1 The influence of the renin-angiotensin system on plasma β-endorphin-like immunoreactivity (β-EI) was investigated in the conscious rat by use of a radioimmunoassay for β-endorphin without prior extraction. 2 Intravenous infusion of angiotensin I, II or (des-1-Asp)angiotensin II (angiotensin III) caused a dose-dependent increase in plasma β-EI, angiotensin III infusion being less effective than angiotensin I or II. The plasma adrenocorticotrophin (ACTH) levels too were elevated by angiotensin II. The receptor antagonist, saralasin, prevented the angiotensin II-induced β-EI release as did dexamethasone pretreatment. 3 Both the release of β-EI and the pressor response to angiotensin I were abolished by the converting enzyme inhibitor, captopril (SQ 14225).
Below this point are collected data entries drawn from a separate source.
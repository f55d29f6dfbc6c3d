use axum::{
    extract::{Path, State},
    routing::{delete, get, patch, post, put},
    Json, Router,
};
use uuid::Uuid;

use crate::controllers::booking_controller::BookingController;
use crate::dto::booking_dto::{
    BookingResponse, CreateBookingRequest, UpdateBookingRequest, UpdateBookingStatusRequest,
};
use crate::dto::common::ApiResponse;
use crate::state::AppState;
use crate::utils::errors::AppError;

pub fn create_booking_router() -> Router<AppState> {
    Router::new()
        .route("/", post(create_booking))
        .route("/", get(list_bookings))
        .route("/:id", get(get_booking))
        .route("/:id", put(update_booking))
        .route("/:id/status", patch(update_booking_status))
        .route("/:id", delete(delete_booking))
}

async fn create_booking(
    State(state): State<AppState>,
    Json(request): Json<CreateBookingRequest>,
) -> Result<Json<ApiResponse<BookingResponse>>, AppError> {
    let controller = BookingController::new(state.pool.clone());
    let response = controller.create(request).await?;
    Ok(Json(response))
}

async fn get_booking(
    State(state): State<AppState>,
    Path(id): Path<Uuid>,
) -> Result<Json<ApiResponse<BookingResponse>>, AppError> {
    let controller = BookingController::new(state.pool.clone());
    let response = controller.get_by_id(id).await?;
    Ok(Json(ApiResponse::success(response)))
}

async fn list_bookings(
    State(state): State<AppState>,
) -> Result<Json<ApiResponse<Vec<BookingResponse>>>, AppError> {
    let controller = BookingController::new(state.pool.clone());
    let response = controller.list().await?;
    Ok(Json(ApiResponse::success(response)))
}

async fn update_booking(
    State(state): State<AppState>,
    Path(id): Path<Uuid>,
    Json(request): Json<UpdateBookingRequest>,
) -> Result<Json<ApiResponse<BookingResponse>>, AppError> {
    let controller = BookingController::new(state.pool.clone());
    let response = controller.update(id, request).await?;
    Ok(Json(response))
}

async fn update_booking_status(
    State(state): State<AppState>,
    Path(id): Path<Uuid>,
    Json(request): Json<UpdateBookingStatusRequest>,
) -> Result<Json<ApiResponse<BookingResponse>>, AppError> {
    let controller = BookingController::new(state.pool.clone());
    let response = controller.update_status(id, request).await?;
    Ok(Json(response))
}

async fn delete_booking(
    State(state): State<AppState>,
    Path(id): Path<Uuid>,
) -> Result<Json<serde_json::Value>, AppError> {
    let controller = BookingController::new(state.pool.clone());
    controller.delete(id).await?;
    Ok(Json(serde_json::json!({
        "success": true,
        "message": "Buchung erfolgreich gelöscht"
    })))
}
In contrast, captopril did not affect the action of angiotensin II. 4 In view of the appreciable cross-reactivity of β-lipotropin (β-LPH) in our assay, plasma β-EI was analysed by Sephadex G-50 chromatography. In plasma extracts of angiotensin II-infused rats, immunoreactivity corresponding to human β-endorphin comprised about 49% of the total immunoreactivity, whereas 51% co-migrated with human β-LPH. 5 The increase in plasma levels of β-EI elicited by angiotensin II was diminished by about 35% in rats with a hereditary absolute lack of vasopressin (Brattleboro rats), when compared to normal rats. 6 These results suggest that the renin-angiotensin system can stimulate the secretion of β-LPH and β-endorphin with ACTH from rat anterior pituitary. One link in mediating the response appears to be vasopressin. The physiological function remains to be defined.